Читаем Лев Троцкий полностью

В развитие постановления Троцкий опубликовал приказ-памятку по реорганизуемой армии,[729] представляя дело так, будто инициатива перевода частей на принудительный труд исходила от них самих. Красноармейцы, мол, не помышляли о возвращении в родные места — они были проникнуты «сознанием долга». «…3-я революционная армия не хочет терять времени даром. В течение тех недель и месяцев передышки, какие пришлись на ее долю, она применит свои силы и средства для хозяйственного поднятия страны. Оставаясь боевой силой, грозным врагом рабочего класса (как и в некоторых других случаях, Троцкий в спешке допускал анекдотические словесные огрехи! —

Г, Ч.), она превращается в то же время в революционную армию труда». Иначе говоря, трудовая занятость армии рассматривалась как временная мера, ибо предусматривалась новая военная кампания против внешних врагов.

Несколько недель с середины февраля 1920 года Троцкий разъезжал в своем поезде по Уралу, выступая на митингах, отдавая новые приказы и распоряжения по трудовой армии, убеждая со свойственным ему красноречием, что милитаризация труда не имеет никакого отношения к принудиловке. На собрании в Оренбурге 17 февраля[730]

он уверял, что демобилизация армии была бы непростительным легкомыслием: «Мы, правда, закончили нашу задачу на три четверти, но четверть еще осталась, а недовырубленный лес быстро зарастает», а также выражал недовольство отсутствием «боевой самоотверженности на хозяйственном фронте». С особой озлобленностью Троцкий отметал встречавшиеся сравнения милитаризации с аракчеевщиной или даже рабством в Древнем Египте.

Косвенно, на основании жестких приказов Троцкого, можно судить о том, что принудительный труд, как этого и следовало ожидать, отнюдь не был эффективным. В приказе от 3 марта 1920 года «На борьбу с трудовым дезертирством!»[731] нарком перечислил целых восемь форм того, что он именовал дезертирством. Небезынтересно их привести: неявка по трудовой мобилизации; неявка по трудовой повинности; уклонение от трудового учета; невыход на работу; самовольный уход с работы; уклонение от труда путем занятия фиктивных должностей, командировок и т. п.; уклонение от труда путем симуляции болезни; намеренная невыработка нормы. За дезертирство, как и за неприятие против него карательных мер, предусматривались наказания, начиная со сравнительно мягких, например выговора, и заканчивая весьма жесткими — переводом в штрафные части с увеличением объема работ без оплаты сверхурочных часов (хотя здесь была явная, возможно, сознательная оговорка, ибо никакой сдельной или почасовой оплаты красноармейцы-рабочие не получали, ведь они как мобилизованные солдаты находились на «казенном пайке»).

Так Троцкий оказался в авангарде партийных деятелей, которые стали забывать, во имя каких целей устроили революцию, где проходила грань между частнособственнической эксплуатацией труда и эксплуатацией государственной.

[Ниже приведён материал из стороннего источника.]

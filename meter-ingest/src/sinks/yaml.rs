use std::{collections::BTreeMap, io::Write};

use meter_domain::domain::{Channel, StatisticRecord};

use super::StatisticsSink;
use crate::pipeline::{PipelineError, StatisticsBatch};

/// Per-channel record lists in the layout the statistics import YAML
/// files use, preceded by a comment line per channel.
#[derive(Debug, Clone, Copy, Default)]
pub struct YamlSink;

impl StatisticsSink for YamlSink {
    fn write(&self, batch: &StatisticsBatch, out: &mut dyn Write) -> Result<(), PipelineError> {
        for (channel, stats) in &batch.channels {
            let note = if stats.low_confidence { ", low confidence" } else { "" };
            writeln!(out, "# {channel}: {} records{note}", stats.records.len())?;
        }

        let doc: BTreeMap<Channel, &[StatisticRecord]> = batch
            .channels
            .iter()
            .map(|(channel, stats)| (*channel, stats.records.as_slice()))
            .collect();
        serde_yaml::to_writer(&mut *out, &doc).map_err(|e| PipelineError::Render(e.to_string()))
    }
}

При этом государственная эксплуатация оказывалась более мучительной для трудящихся, ибо опиралась на мощный и почти всегда произвольный механизм принуждения, не оставлявший возможности выбора, лишавший рабочую силу какого-либо подобия свободы воли, хотя бы в выборе сферы деятельности и места работы.

Будучи человеком весьма энергичным и упорным, пытаясь любой ценой осуществить поставленные им задачи, Троцкий все более затягивал «военно-коммунистическую петлю» на шее российского народа в буквальном смысле и на собственной шее в смысле переносном. Означало ли это, говоря современным сленгом, что Троцкий был особенно «крутым» в проведении политики военного коммунизма, как это настойчиво утверждала на протяжении десятилетий сталинистская историография, наложившая определенный отпечаток и на издания постсоветского периода? Никаких оснований для этого нет.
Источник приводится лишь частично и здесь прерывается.